Again; the powers of a court of equity are not to be called into exercise to consider matters of trifling amount, or to recover nominal damages. The rule de minimis is applied in equity with reasonable strictness. In New York, the rule is that a suit in equity will not be maintained, when the amount is less than one hundred dollars. That, however, is we believe, fixed by statute. No such statute exists here, but a similar principle is applied. Now taking the statement in the bill, the respondents are alleged to have taken away 5,000 tons of ice from a pond of one hundred acres in area. Taking these conjectural estimates to be true, we presume this might amount to only a small fraction of an inch of water in depth, an amount which we presume might be carried off by evaporation, in a dry windy day in February or March, and which, if concentrated and preserved, might have driven the mills of the complainants an hour or a few hours.

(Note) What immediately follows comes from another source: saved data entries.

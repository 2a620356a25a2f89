//! # Dashboard Aggregation
//!
//! Resolves the reporting window and org scope for a dashboard request and
//! folds the matching responses into KPIs, trends and risk signals.

pub mod aggregate;
pub mod period;

pub use aggregate::{DashboardAggregates, DomainSummary, Participation, WeeklyBucket, aggregate};
pub use period::{OrgScope, Period, ViewMode, window_start};
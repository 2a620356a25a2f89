//! Migration to create the organisational hierarchy and employees.
//!
//! Divisions belong to a client, departments to a division and teams to a
//! department. Names are unique within their parent so hierarchy setup can
//! be replayed safely.

use sea_orm_migration::prelude::*;

#[derive(DeriveMigrationName)]
pub struct Migration;

#[async_trait::async_trait]
impl MigrationTrait for Migration {
    async fn up(&self, manager: &SchemaManager) -> Result<(), DbErr> {
        manager
            .create_table(
                Table::create()
                    .table(Divisions::Table)
                    .if_not_exists()
                    .col(ColumnDef::new(Divisions::Id).uuid().not_null().primary_key())
                    .col(ColumnDef::new(Divisions::ClientId).uuid().not_null())
                    .col(ColumnDef::new(Divisions::Name).text().not_null())
                    .col(
                        ColumnDef::new(Divisions::Active)
                            .boolean()
                            .not_null()
                            .default(true),
                    )
                    .col(
                        ColumnDef::new(Divisions::CreatedAt)
                            .timestamp_with_time_zone()
                            .not_null()
                            .default(Expr::current_timestamp()),
                    )
                    .foreign_key(
                        ForeignKey::create()
                            .name("fk-divisions-client_id")
                            .from(Divisions::Table, Divisions::ClientId)
                            .to(Clients::Table, Clients::Id)
                            .on_delete(ForeignKeyAction::Cascade),
                    )
                    .to_owned(),
            )
            .await?;

        manager
            .create_index(
                Index::create()
                    .name("uq-divisions-client-name")
                    .table(Divisions::Table)
                    .col(Divisions::ClientId)
                    .col(Divisions::Name)
                    .unique()
                    .to_owned(),
            )
            .await?;

        manager
            .create_table(
                Table::create()
                    .table(Departments::Table)
                    .if_not_exists()
                    .col(ColumnDef::new(Departments::Id).uuid().not_null().primary_key())
                    .col(ColumnDef::new(Departments::DivisionId).uuid().not_null())
                    .col(ColumnDef::new(Departments::Name).text().not_null())
                    .col(
                        ColumnDef::new(Departments::Active)
                            .boolean()
                            .not_null()
                            .default(true),
                    )
                    .col(
                        ColumnDef::new(Departments::CreatedAt)
                            .timestamp_with_time_zone()
                            .not_null()
                            .default(Expr::current_timestamp()),
                    )
                    .foreign_key(
                        ForeignKey::create()
                            .name("fk-departments-division_id")
                            .from(Departments::Table, Departments::DivisionId)
                            .to(Divisions::Table, Divisions::Id)
                            .on_delete(ForeignKeyAction::Cascade),
                    )
                    .to_owned(),
            )
            .await?;

        manager
            .create_index(
                Index::create()
                    .name("uq-departments-division-name")
                    .table(Departments::Table)
                    .col(Departments::DivisionId)
                    .col(Departments::Name)
                    .unique()
                    .to_owned(),
            )
            .await?;

        manager
            .create_table(
                Table::create()
                    .table(Teams::Table)
                    .if_not_exists()
                    .col(ColumnDef::new(Teams::Id).uuid().not_null().primary_key())
                    .col(ColumnDef::new(Teams::DepartmentId).uuid().not_null())
                    .col(ColumnDef::new(Teams::Name).text().not_null())
                    .col(ColumnDef::new(Teams::Active).boolean().not_null().default(true))
                    .col(
                        ColumnDef::new(Teams::CreatedAt)
                            .timestamp_with_time_zone()
                            .not_null()
                            .default(Expr::current_timestamp()),
                    )
                    .foreign_key(
                        ForeignKey::create()
                            .name("fk-teams-department_id")
                            .from(Teams::Table, Teams::DepartmentId)
                            .to(Departments::Table, Departments::Id)
                            .on_delete(ForeignKeyAction::Cascade),
                    )
                    .to_owned(),
            )
            .await?;

        manager
            .create_index(
                Index::create()
                    .name("uq-teams-department-name")
                    .table(Teams::Table)
                    .col(Teams::DepartmentId)
                    .col(Teams::Name)
                    .unique()
                    .to_owned(),
            )
            .await?;

        manager
            .create_table(
                Table::create()
                    .table(Employees::Table)
                    .if_not_exists()
                    .col(ColumnDef::new(Employees::Id).uuid().not_null().primary_key())
                    .col(ColumnDef::new(Employees::ClientId).uuid().not_null())
                    .col(ColumnDef::new(Employees::DivisionId).uuid().null())
                    .col(ColumnDef::new(Employees::DepartmentId).uuid().null())
                    .col(ColumnDef::new(Employees::TeamId).uuid().null())
                    .col(ColumnDef::new(Employees::FirstName).text().null())
                    .col(ColumnDef::new(Employees::Phone).text().null())
                    .col(ColumnDef::new(Employees::Email).text().null())
                    .col(
                        ColumnDef::new(Employees::Active)
                            .boolean()
                            .not_null()
                            .default(true),
                    )
                    .col(
                        ColumnDef::new(Employees::CreatedAt)
                            .timestamp_with_time_zone()
                            .not_null()
                            .default(Expr::current_timestamp()),
                    )
                    .foreign_key(
                        ForeignKey::create()
                            .name("fk-employees-client_id")
                            .from(Employees::Table, Employees::ClientId)
                            .to(Clients::Table, Clients::Id)
                            .on_delete(ForeignKeyAction::Cascade),
                    )
                    .to_owned(),
            )
            .await?;

        manager
            .create_index(
                Index::create()
                    .name("idx-employees-client-active")
                    .table(Employees::Table)
                    .col(Employees::ClientId)
                    .col(Employees::Active)
                    .to_owned(),
            )
            .await
    }

    async fn down(&self, manager: &SchemaManager) -> Result<(), DbErr> {
        manager
            .drop_table(Table::drop().table(Employees::Table).to_owned())
            .await?;
        manager
            .drop_table(Table::drop().table(Teams::Table).to_owned())
            .await?;
        manager
            .drop_table(Table::drop().table(Departments::Table).to_owned())
            .await?;
        manager
            .drop_table(Table::drop().table(Divisions::Table).to_owned())
            .await
    }
}

#[derive(DeriveIden)]
enum Clients {
    Table,
    Id,
}

#[derive(DeriveIden)]
enum Divisions {
    Table,
    Id,
    ClientId,
    Name,
    Active,
    CreatedAt,
}

#[derive(DeriveIden)]
enum Departments {
    Table,
    Id,
    DivisionId,
    Name,
    Active,
    CreatedAt,
}

#[derive(DeriveIden)]
enum Teams {
    Table,
    Id,
    DepartmentId,
    Name,
    Active,
    CreatedAt,
}

#[derive(DeriveIden)]
enum Employees {
    Table,
    Id,
    ClientId,
    DivisionId,
    DepartmentId,
    TeamId,
    FirstName,
    Phone,
    Email,
    Active,
    CreatedAt,
}
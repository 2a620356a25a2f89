//! Client administration: creation, risk thresholds, org hierarchy and
//! employee roster.

use axum::{
    extract::{Path, State, rejection::JsonRejection},
    http::StatusCode,
    response::Json,
};
use chrono::{DateTime, Utc};
use serde::{Deserialize, Serialize};
use serde_json::{Map, Value, json};
use utoipa::ToSchema;
use uuid::Uuid;

use crate::demo::OrgPlacement;
use crate::error::{ApiError, validation_error};
use crate::repositories::{
    ClientConfigRepository, ClientRepository, EmployeeRepository, HierarchyOutcome, HierarchyPlan,
    NewEmployee, OrganisationRepository,
};
use crate::risk::RiskThresholds;
use crate::server::AppState;
use crate::sms::validate_e164;

#[derive(Debug, Deserialize, ToSchema)]
pub struct CreateClientRequest {
    #[schema(example = "Acme Logistics")]
    pub name: String,
}

#[derive(Debug, Serialize, Deserialize, ToSchema)]
pub struct ClientResponse {
    pub id: Uuid,
    pub name: String,
    pub created_at: DateTime<Utc>,
}

#[derive(Debug, Serialize, Deserialize, ToSchema)]
pub struct ThresholdsResponse {
    pub client_id: Uuid,
    pub thresholds: RiskThresholds,
    /// True when the client has stored overrides
    pub overridden: bool,
}

#[derive(Debug, Deserialize, ToSchema)]
pub struct CreateEmployeeRequest {
    pub first_name: Option<String>,
    /// E.164 mobile number
    #[schema(example = "+61412345678")]
    pub phone: Option<String>,
    pub email: Option<String>,
    /// Team placement; division and department are derived from it
    pub team_id: Option<Uuid>,
}

#[derive(Debug, Serialize, Deserialize, ToSchema)]
pub struct EmployeeResponse {
    pub id: Uuid,
    pub client_id: Uuid,
    pub first_name: Option<String>,
    pub phone: Option<String>,
    pub email: Option<String>,
    pub division_id: Option<Uuid>,
    pub department_id: Option<Uuid>,
    pub team_id: Option<Uuid>,
}

fn non_empty(value: Option<String>) -> Option<String> {
    value.map(|v| v.trim().to_string()).filter(|v| !v.is_empty())
}

/// Create a client
#[utoipa::path(
    post,
    path = "/api/clients",
    security(("bearer_auth" = [])),
    request_body = CreateClientRequest,
    responses(
        (status = 201, description = "Client created", body = ClientResponse),
        (status = 400, description = "Invalid name", body = ApiError),
        (status = 401, description = "Unauthorized", body = ApiError)
    ),
    tag = "clients"
)]
pub async fn create_client(
    State(state): State<AppState>,
    payload: Result<Json<CreateClientRequest>, JsonRejection>,
) -> Result<(StatusCode, Json<ClientResponse>), ApiError> {
    let Json(request) = payload?;
    let client = ClientRepository::new(&state.db).create(&request.name).await?;

    Ok((
        StatusCode::CREATED,
        Json(ClientResponse {
            id: client.id,
            name: client.name,
            created_at: client.created_at.with_timezone(&Utc),
        }),
    ))
}

/// Resolved risk thresholds for a client
#[utoipa::path(
    get,
    path = "/api/clients/{id}/thresholds",
    security(("bearer_auth" = [])),
    params(("id" = Uuid, Path, description = "Client ID")),
    responses(
        (status = 200, description = "Resolved thresholds", body = ThresholdsResponse),
        (status = 401, description = "Unauthorized", body = ApiError),
        (status = 404, description = "Client not found", body = ApiError)
    ),
    tag = "clients"
)]
pub async fn get_thresholds(
    State(state): State<AppState>,
    Path(client_id): Path<Uuid>,
) -> Result<Json<ThresholdsResponse>, ApiError> {
    ClientRepository::new(&state.db).require(client_id).await?;

    let repo = ClientConfigRepository::new(&state.db);
    let overridden = repo
        .find(client_id)
        .await?
        .and_then(|config| config.risk_thresholds)
        .and_then(|value| value.as_object().map(|map| !map.is_empty()))
        .unwrap_or(false);
    let thresholds = repo.resolve_thresholds(client_id).await;

    Ok(Json(ThresholdsResponse {
        client_id,
        thresholds,
        overridden,
    }))
}

/// Merge threshold overrides into the client's stored configuration
#[utoipa::path(
    put,
    path = "/api/clients/{id}/thresholds",
    security(("bearer_auth" = [])),
    params(("id" = Uuid, Path, description = "Client ID")),
    request_body(content = RiskThresholds, description = "Any subset of the threshold fields"),
    responses(
        (status = 200, description = "Updated thresholds", body = ThresholdsResponse),
        (status = 400, description = "Unknown key or value out of range", body = ApiError),
        (status = 401, description = "Unauthorized", body = ApiError),
        (status = 404, description = "Client not found", body = ApiError)
    ),
    tag = "clients"
)]
pub async fn put_thresholds(
    State(state): State<AppState>,
    Path(client_id): Path<Uuid>,
    payload: Result<Json<Map<String, Value>>, JsonRejection>,
) -> Result<Json<ThresholdsResponse>, ApiError> {
    let Json(overrides) = payload?;
    ClientRepository::new(&state.db).require(client_id).await?;

    let thresholds = ClientConfigRepository::new(&state.db)
        .upsert_overrides(client_id, &overrides)
        .await?;

    tracing::info!(client_id = %client_id, keys = overrides.len(), "Updated risk thresholds");

    Ok(Json(ThresholdsResponse {
        client_id,
        thresholds,
        overridden: true,
    }))
}

/// Create or reuse divisions, departments and teams by name
#[utoipa::path(
    post,
    path = "/api/clients/{id}/hierarchy",
    security(("bearer_auth" = [])),
    params(("id" = Uuid, Path, description = "Client ID")),
    request_body = HierarchyPlan,
    responses(
        (status = 200, description = "Created and reused counts per level", body = HierarchyOutcome),
        (status = 400, description = "Invalid plan", body = ApiError),
        (status = 401, description = "Unauthorized", body = ApiError),
        (status = 404, description = "Client not found", body = ApiError)
    ),
    tag = "clients"
)]
pub async fn setup_hierarchy(
    State(state): State<AppState>,
    Path(client_id): Path<Uuid>,
    payload: Result<Json<HierarchyPlan>, JsonRejection>,
) -> Result<Json<HierarchyOutcome>, ApiError> {
    let Json(plan) = payload?;
    ClientRepository::new(&state.db).require(client_id).await?;

    let outcome = OrganisationRepository::new(&state.db)
        .setup_hierarchy(client_id, &plan)
        .await?;

    Ok(Json(outcome))
}

/// Add an employee to the client's roster
#[utoipa::path(
    post,
    path = "/api/clients/{id}/employees",
    security(("bearer_auth" = [])),
    params(("id" = Uuid, Path, description = "Client ID")),
    request_body = CreateEmployeeRequest,
    responses(
        (status = 201, description = "Employee created", body = EmployeeResponse),
        (status = 400, description = "Invalid phone or team", body = ApiError),
        (status = 401, description = "Unauthorized", body = ApiError),
        (status = 404, description = "Client not found", body = ApiError)
    ),
    tag = "clients"
)]
pub async fn create_employee(
    State(state): State<AppState>,
    Path(client_id): Path<Uuid>,
    payload: Result<Json<CreateEmployeeRequest>, JsonRejection>,
) -> Result<(StatusCode, Json<EmployeeResponse>), ApiError> {
    let Json(request) = payload?;
    ClientRepository::new(&state.db).require(client_id).await?;

    let phone = non_empty(request.phone)
        .map(|phone| validate_e164(&phone))
        .transpose()?;

    let placement = match request.team_id {
        Some(team_id) => OrganisationRepository::new(&state.db)
            .placement_for_team(client_id, team_id)
            .await?
            .ok_or_else(|| {
                validation_error("Unknown team", json!({ "team_id": "team does not exist" }))
            })?,
        None => OrgPlacement::default(),
    };

    let employee = EmployeeRepository::new(&state.db)
        .create(
            client_id,
            NewEmployee {
                first_name: non_empty(request.first_name),
                phone,
                email: non_empty(request.email),
                placement,
            },
        )
        .await?;

    Ok((
        StatusCode::CREATED,
        Json(EmployeeResponse {
            id: employee.id,
            client_id: employee.client_id,
            first_name: employee.first_name,
            phone: employee.phone,
            email: employee.email,
            division_id: employee.division_id,
            department_id: employee.department_id,
            team_id: employee.team_id,
        }),
    ))
}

But the strong and conclusive reason is, that we think a bill ought not to be maintained in equity, unless to prevent irrep*191arable damage, or to afford a more ample remedy, when the right has been adjudicated, or is uncontested, until the question has been settled at law, especially where the obvious object is to enforce a new claim, and where the right can be easily tried in a court of law. Suits are often sustained in a court of law, wherein nothing but nominal damages are claimed, when the object is to adjudicate and settle a right, and when such judgment will be binding and conclusive upon the parties, and upon all persons interested in the estate. If the complainants have the right they claim, to all the water in Smith’s pond, and if the cutting and removal of ice therefrom by the respondents is an infringement of that right, these would seem to be facts easily proved, and not requiring any discovery from the respondents, and none of the peculiar remedies and means of redress which a court of equity alone can afford. If they have sustained any damage for which they can be compensated by a verdict for money, and even if they have sustained no perceptible damage, but their absolute right has been infringed, they can have such right adjudged on a verdict for nominal damages.
S. E. Sewall, for the complainants. H. H. Fuller, for the respondents.Bill dismissed.